Hey urbanists! This week's issue takes a look at how dockless bikes and scooters (otherwise known as
✊🏙 Will micromobility remake cities? 🚲 The right-wing assault on Toronto 🇨🇦 & much more!
By Radical Urbanist • Issue #52 • View online
Hey urbanists!
This week’s issue takes a look at how dockless bikes and scooters (otherwise known as micromobility) are impacting Western cities. Will they have a lasting effect, or will their influence decline over the next year? I’m certainly betting on the former.
I’ve also including some details on what’s going on in Toronto for those of you who aren’t aware — it’s a pretty troubling situation.
Have a great Sunday!
Paris

The micromobility revolution
There should be no question that something profound is happening in major Western cities, if not in other parts of the world as well. The introduction of dockless bikes and scooters is forcing people to reconsider the current configuration of our streets which heavily favors automobiles over pedestrians and cyclists. Is that finally about the change?
Bird and Lime, two of the companies who have led the charge on the scooter explosion in North America, recently celebrated a year of operation, are in over 100 cities each, and have both surpassed 10 million rides as they set their sights on global expansion. However, there are plenty of questions and differing opinions on what they mean for the future.

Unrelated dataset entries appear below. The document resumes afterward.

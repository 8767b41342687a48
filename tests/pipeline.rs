//! End-to-end pipeline tests with a deterministic fake prober: generation,
//! crash-resume, load idempotence, and the sampler round trip.

use std::{
    io,
    sync::atomic::{AtomicUsize, Ordering},
};

use rand::{rngs::StdRng, SeedableRng};
use shakmaty::{Chess, Color, Position};

use endgame_db::{
    arrangement, DistanceProber, Distances, FilterCriteria, GenerateError, Pipeline,
    PipelineConfig, ProbeError, ProbeRow, ProberFactory, Sampler, Signature, Store,
};

/// Deterministic distances derived from the piece placement, standing in for
/// real tablebase lookups.
struct FakeProber;

impl DistanceProber for FakeProber {
    fn probe(&mut self, pos: &Chess) -> Result<Distances, ProbeError> {
        let dtz = (u64::from(pos.board().occupied()) % 31) as u32;
        Ok(Distances { dtz, dtm: Some(dtz + 1) })
    }
}

#[derive(Default)]
struct FakeFactory {
    opens: AtomicUsize,
}

impl ProberFactory for FakeFactory {
    type Prober = FakeProber;

    fn open(&self) -> Result<FakeProber, ProbeError> {
        self.opens.fetch_add(1, Ordering::Relaxed);
        Ok(FakeProber)
    }
}

/// Succeeds for the first `allow` batches, then fails every open, simulating
/// a run that dies partway through.
struct FlakyFactory {
    allow: usize,
    opens: AtomicUsize,
}

impl FlakyFactory {
    fn new(allow: usize) -> FlakyFactory {
        FlakyFactory { allow, opens: AtomicUsize::new(0) }
    }
}

impl ProberFactory for FlakyFactory {
    type Prober = FakeProber;

    fn open(&self) -> Result<FakeProber, ProbeError> {
        if self.opens.fetch_add(1, Ordering::Relaxed) < self.allow {
            Ok(FakeProber)
        } else {
            Err(ProbeError::Open(io::Error::other("simulated crash")))
        }
    }
}

fn kvk() -> Signature {
    "KvK".parse().expect("valid signature")
}

fn config(cache: &std::path::Path) -> PipelineConfig {
    PipelineConfig { batch_size: 64, workers: 4, cache_dir: cache.to_path_buf() }
}

fn all_rows(store: &Store, signature: &Signature) -> Vec<ProbeRow> {
    let mut rows = store
        .find_positions(signature, &FilterCriteria::default())
        .expect("query");
    rows.sort_by(|a, b| {
        (&a.key, a.white, a.white_to_move).cmp(&(&b.key, b.white, b.white_to_move))
    });
    rows
}

#[test]
fn full_run_loads_every_checkpoint() {
    let signature = kvk();
    let cache = tempfile::tempdir().expect("tempdir");
    let mut store = Store::open_in_memory().expect("open");

    let pipeline = Pipeline::new(FakeFactory::default(), config(cache.path()));
    let summary = pipeline.generate(&signature, &mut store).expect("generate");

    assert!(summary.canonical > 0);
    assert_eq!(summary.batches, summary.canonical.div_ceil(64));
    assert_eq!(summary.rows, store.count_rows(&signature).expect("count"));
    assert!(summary.rows > 0);

    let checkpoints = std::fs::read_dir(cache.path().join("KvK"))
        .expect("read dir")
        .count();
    assert_eq!(checkpoints, summary.batches);

    let rows = all_rows(&store, &signature);
    assert_eq!(rows.len() as u64, summary.rows);
    assert!(rows.iter().all(|row| row.dtz <= 31));
    assert!(rows.iter().all(|row| row.bishop_light.is_none()));

    let available = store.list_available_signatures().expect("list");
    assert_eq!(available.len(), 1);
    assert_eq!(available[0].name(), "KvK");
}

#[test]
fn interrupted_run_resumes_to_an_identical_store() {
    let signature = kvk();

    // Reference: one uninterrupted run.
    let cache_a = tempfile::tempdir().expect("tempdir");
    let mut store_a = Store::open_in_memory().expect("open");
    Pipeline::new(FakeFactory::default(), config(cache_a.path()))
        .generate(&signature, &mut store_a)
        .expect("generate");
    let reference = all_rows(&store_a, &signature);

    // Interrupted: only three batches checkpoint before the crash.
    let cache_b = tempfile::tempdir().expect("tempdir");
    let mut store_b = Store::open_in_memory().expect("open");
    let crashed = Pipeline::new(FlakyFactory::new(3), config(cache_b.path()))
        .generate(&signature, &mut store_b);
    assert!(matches!(crashed, Err(GenerateError::IncompleteBatches { .. })));
    assert_eq!(store_b.count_rows(&signature).expect("count"), 0);

    // Restart with identical arguments; only the gaps are probed.
    let factory = FakeFactory::default();
    let pipeline = Pipeline::new(factory, config(cache_b.path()));
    let summary = pipeline.generate(&signature, &mut store_b).expect("resume");
    assert!(pipeline_opens(&pipeline) <= summary.batches - 3);

    assert_eq!(all_rows(&store_b, &signature), reference);
}

fn pipeline_opens(pipeline: &Pipeline<FakeFactory>) -> usize {
    pipeline.factory().opens.load(Ordering::Relaxed)
}

#[test]
fn reload_from_existing_checkpoints_is_idempotent() {
    let signature = kvk();
    let cache = tempfile::tempdir().expect("tempdir");
    let mut store = Store::open_in_memory().expect("open");

    let first = Pipeline::new(FakeFactory::default(), config(cache.path()))
        .generate(&signature, &mut store)
        .expect("generate");

    // Everything is checkpointed; a second run must not probe at all and
    // must end with the same row set.
    let factory = FakeFactory::default();
    let pipeline = Pipeline::new(factory, config(cache.path()));
    let second = pipeline.generate(&signature, &mut store).expect("reload");
    assert_eq!(pipeline_opens(&pipeline), 0);
    assert_eq!(first.rows, second.rows);
}

#[test]
fn sampled_positions_satisfy_their_filters() {
    let signature = kvk();
    let cache = tempfile::tempdir().expect("tempdir");
    let mut store = Store::open_in_memory().expect("open");
    Pipeline::new(FakeFactory::default(), config(cache.path()))
        .generate(&signature, &mut store)
        .expect("generate");

    let sampler = Sampler::new(&store);
    let mut rng = StdRng::seed_from_u64(42);

    let some_dtz = all_rows(&store, &signature)[0].dtz;
    let criteria = FilterCriteria {
        dtz: Some(some_dtz),
        white: Some(true),
        white_to_move: Some(true),
        ..Default::default()
    };
    for _ in 0..64 {
        let row = sampler.draw(&signature, &criteria, &mut rng).expect("draw");
        assert_eq!(row.dtz & !1, some_dtz & !1, "dtz matches its even/odd pair");
        assert!(row.white);
        assert!(row.white_to_move);

        let training = sampler
            .materialize(&signature, &row, Color::White, None, &mut rng)
            .expect("materialize");
        assert_eq!(training.dtz, row.dtz);
        assert_eq!(training.position.board().occupied().count(), 2);
        assert_eq!(training.position.turn(), Color::White);
    }
}

#[test]
fn krvk_canonical_universe_is_an_eighth_of_raw() {
    let signature: Signature = "KRvK".parse().expect("valid signature");
    let canonical = arrangement::enumerate_canonical(&signature).len();
    let raw = 64 * 63 * 62;
    assert!(canonical < raw);
    // Orbits have at most 8 members, and only arrangements on symmetry axes
    // have smaller orbits, so the count sits just above raw / 8.
    assert!(canonical >= raw / 8);
    assert!(canonical <= raw / 8 + raw / 32);
}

Transportation consultant Richard Layman argues that past experience with dockless bike systems shows why North America will ultimately opt for docked systems, which can also act as marketing and community-building elements. Meanwhile, Inhabitat’s Luciana Pricop points out that we don’t yet know where micromobility trips are coming from, and that detail will help us understand whether they have an environmental benefit.
John Greenfield points out, in Streetsblog, how social democracies are better places to ride a bike because they take a “pragmatic and humanistic view of transportation,” which provides some context when considering Yuval Karmi’s argument that this revolution in urban transportation could get really messy “with metal bodies of bicycles and batteries polluting every street corner,” reflecting the disruption that happened when cars transformed urban space a century ago. Did Denmark and the Netherlands have such a “mess” as it changed its infrastructure?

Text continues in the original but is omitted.